* _The data_:
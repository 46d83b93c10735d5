//! Providers for the directories that bound the ancestor walk.

use std::ffi::OsStr;
use std::path::PathBuf;

use anyhow::{bail, Result};
use tracing::warn;

/// Environment variable read by [`EnvRoots::default`].
pub const ROOTS_ENV: &str = "LICENSE_SCOUT_ROOTS";

/// Supplies the workspace root boundaries.
pub trait WorkspaceRoots {
    fn roots(&self) -> Result<Vec<PathBuf>>;
}

/// A fixed list of roots.
#[derive(Debug, Default, Clone)]
pub struct StaticRoots(pub Vec<PathBuf>);

impl WorkspaceRoots for StaticRoots {
    fn roots(&self) -> Result<Vec<PathBuf>> {
        Ok(self.0.clone())
    }
}

/// Roots listed in a path-list environment variable, separated like `PATH`.
#[derive(Debug, Clone)]
pub struct EnvRoots {
    pub var: String,
    /// Joined onto every entry, e.g. `src` for `GOPATH`.
    pub subdir: Option<PathBuf>,
}

impl Default for EnvRoots {
    fn default() -> Self {
        EnvRoots {
            var: ROOTS_ENV.to_string(),
            subdir: None,
        }
    }
}

impl EnvRoots {
    /// The `src` directory of every `GOPATH` workspace. Packages fetched into
    /// a GOPATH never inherit a license from above their own import path.
    pub fn gopath() -> Self {
        EnvRoots {
            var: "GOPATH".to_string(),
            subdir: Some(PathBuf::from("src")),
        }
    }

    /// Parse a path list. Empty entries are skipped; relative entries are rejected.
    pub fn parse(&self, value: &OsStr) -> Result<Vec<PathBuf>> {
        let mut roots = Vec::new();
        for entry in std::env::split_paths(value) {
            if entry.as_os_str().is_empty() {
                continue;
            }
            if entry.is_relative() {
                bail!("{} entry {} is not an absolute path", self.var, entry.display());
            }
            match &self.subdir {
                Some(subdir) => roots.push(entry.join(subdir)),
                None => roots.push(entry),
            }
        }
        Ok(roots)
    }
}

impl WorkspaceRoots for EnvRoots {
    fn roots(&self) -> Result<Vec<PathBuf>> {
        match std::env::var_os(&self.var) {
            Some(value) => self.parse(&value),
            None => Ok(Vec::new()),
        }
    }
}

/// Union of several providers. A failing provider is logged and skipped.
#[derive(Default)]
pub struct RootSet {
    providers: Vec<Box<dyn WorkspaceRoots + Send + Sync>>,
}

impl RootSet {
    pub fn new() -> Self {
        Self::default()
    }

    pub fn with(mut self, provider: impl WorkspaceRoots + Send + Sync + 'static) -> Self {
        self.providers.push(Box::new(provider));
        self
    }
}

impl WorkspaceRoots for RootSet {
    fn roots(&self) -> Result<Vec<PathBuf>> {
        let mut all = Vec::new();
        for provider in &self.providers {
            match provider.roots() {
                Ok(roots) => all.extend(roots),
                Err(e) => warn!("ignoring workspace roots provider: {e:#}"),
            }
        }
        Ok(all)
    }
}
use std::path::Path;

use anyhow::{Context, Result};

use crate::models::{Dependency, Ecosystem};

/// Reads the package list `go mod vendor` writes to `vendor/modules.txt`.
pub struct GoAnalyzer;

impl GoAnalyzer {
    pub fn new() -> Self {
        Self
    }
}

impl super::Analyzer for GoAnalyzer {
    fn analyze(&self, path: &Path) -> Result<Vec<Dependency>> {
        let vendor = path.join("vendor");
        let modules = vendor.join("modules.txt");
        if !modules.exists() {
            return Ok(Vec::new());
        }

        let content = std::fs::read_to_string(&modules)
            .with_context(|| format!("failed to read {}", modules.display()))?;

        let deps = parse_modules_txt(&content)
            .into_iter()
            .map(|(package, version)| {
                let dir = package
                    .split('/')
                    .fold(vendor.clone(), |dir, segment| dir.join(segment));
                Dependency::new(package, version, Ecosystem::Go, dir)
            })
            .collect();

        Ok(super::dedup_by_name(deps))
    }
}

/// Parse `modules.txt` into `(package, module version)` pairs.
///
/// `# <module> <version>` lines open a module (a `=>` replacement keeps the
/// original version), `## ...` lines are annotations, and every other
/// non-empty line is a package path belonging to the current module.
fn parse_modules_txt(content: &str) -> Vec<(String, Option<String>)> {
    let mut packages = Vec::new();
    let mut version: Option<String> = None;

    for line in content.lines().map(str::trim) {
        if line.is_empty() || line.starts_with("##") {
            continue;
        }
        if let Some(header) = line.strip_prefix('#') {
            version = header
                .split_whitespace()
                .nth(1)
                .filter(|v| *v != "=>")
                .map(str::to_string);
            continue;
        }
        packages.push((line.to_string(), version.clone()));
    }

    packages
}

* _What you should do_: The response should consist of all the entries, copied without any alteration.

* _Final answer_:
repository 46d83b93c10735d5
//! Providers for the directories that bound the ancestor walk.

use std::ffi::OsStr;
use std::path::PathBuf;

use anyhow::{bail, Result};
use tracing::warn;

/// Environment variable read by [`EnvRoots::default`].
pub const ROOTS_ENV: &str = "LICENSE_SCOUT_ROOTS";

/// Supplies the workspace root boundaries.
pub trait WorkspaceRoots {
    fn roots(&self) -> Result<Vec<PathBuf>>;
}

/// A fixed list of roots.
#[derive(Debug, Default, Clone)]
pub struct StaticRoots(pub Vec<PathBuf>);

impl WorkspaceRoots for StaticRoots {
    fn roots(&self) -> Result<Vec<PathBuf>> {
        Ok(self.0.clone())
    }
}

/// Roots listed in a path-list environment variable, separated like `PATH`.
#[derive(Debug, Clone)]
pub struct EnvRoots {
    pub var: String,
    /// Joined onto every entry, e.g. `src` for `GOPATH`.
    pub subdir: Option<PathBuf>,
}

impl Default for EnvRoots {
    fn default() -> Self {
        EnvRoots {
            var: ROOTS_ENV.to_string(),
            subdir: None,
        }
    }
}

impl EnvRoots {
    /// The `src` directory of every `GOPATH` workspace. Packages fetched into
    /// a GOPATH never inherit a license from above their own import path.
    pub fn gopath() -> Self {
        EnvRoots {
            var: "GOPATH".to_string(),
            subdir: Some(PathBuf::from("src")),
        }
    }

    /// Parse a path list. Empty entries are skipped; relative entries are rejected.
    pub fn parse(&self, value: &OsStr) -> Result<Vec<PathBuf>> {
        let mut roots = Vec::new();
        for entry in std::env::split_paths(value) {
            if entry.as_os_str().is_empty() {
                continue;
            }
            if entry.is_relative() {
                bail!("{} entry {} is not an absolute path", self.var, entry.display());
            }
            match &self.subdir {
                Some(subdir) => roots.push(entry.join(subdir)),
                None => roots.push(entry),
            }
        }
        Ok(roots)
    }
}

impl WorkspaceRoots for EnvRoots {
    fn roots(&self) -> Result<Vec<PathBuf>> {
        match std::env::var_os(&self.var) {
            Some(value) => self.parse(&value),
            None => Ok(Vec::new()),
        }
    }
}

/// Union of several providers. A failing provider is logged and skipped.
#[derive(Default)]
pub struct RootSet {
    providers: Vec<Box<dyn WorkspaceRoots + Send + Sync>>,
}

impl RootSet {
    pub fn new() -> Self {
        Self::default()
    }

    pub fn with(mut self, provider: impl WorkspaceRoots + Send + Sync + 'static) -> Self {
        self.providers.push(Box::new(provider));
        self
    }
}

impl WorkspaceRoots for RootSet {
    fn roots(&self) -> Result<Vec<PathBuf>> {
        let mut all = Vec::new();
        for provider in &self.providers {
            match provider.roots() {
                Ok(roots) => all.extend(roots),
                Err(e) => warn!("ignoring workspace roots provider: {e:#}"),
            }
        }
        Ok(all)
    }
}
use std::path::Path;

use anyhow::{Context, Result};

use crate::models::{Dependency, Ecosystem};

/// Reads the package list `go mod vendor` writes to `vendor/modules.txt`.
pub struct GoAnalyzer;

impl GoAnalyzer {
    pub fn new() -> Self {
        Self
    }
}

impl super::Analyzer for GoAnalyzer {
    fn analyze(&self, path: &Path) -> Result<Vec<Dependency>> {
        let vendor = path.join("vendor");
        let modules = vendor.join("modules.txt");
        if !modules.exists() {
            return Ok(Vec::new());
        }

        let content = std::fs::read_to_string(&modules)
            .with_context(|| format!("failed to read {}", modules.display()))?;

        let deps = parse_modules_txt(&content)
            .into_iter()
            .map(|(package, version)| {
                let dir = package
                    .split('/')
                    .fold(vendor.clone(), |dir, segment| dir.join(segment));
                Dependency::new(package, version, Ecosystem::Go, dir)
            })
            .collect();

        Ok(super::dedup_by_name(deps))
    }
}

/// Parse `modules.txt` into `(package, module version)` pairs.
///
/// `# <module> <version>` lines open a module (a `=>` replacement keeps the
/// original version), `## ...` lines are annotations, and every other
/// non-empty line is a package path belonging to the current module.
fn parse_modules_txt(content: &str) -> Vec<(String, Option<String>)> {
    let mut packages = Vec::new();
    let mut version: Option<String> = None;

    for line in content.lines().map(str::trim) {
        if line.is_empty() || line.starts_with("##") {
            continue;
        }
        if let Some(header) = line.strip_prefix('#') {
            version = header
                .split_whitespace()
                .nth(1)
                .filter(|v| *v != "=>")
                .map(str::to_string);
            continue;
        }
        packages.push((line.to_string(), version.clone()));
    }

    packages
}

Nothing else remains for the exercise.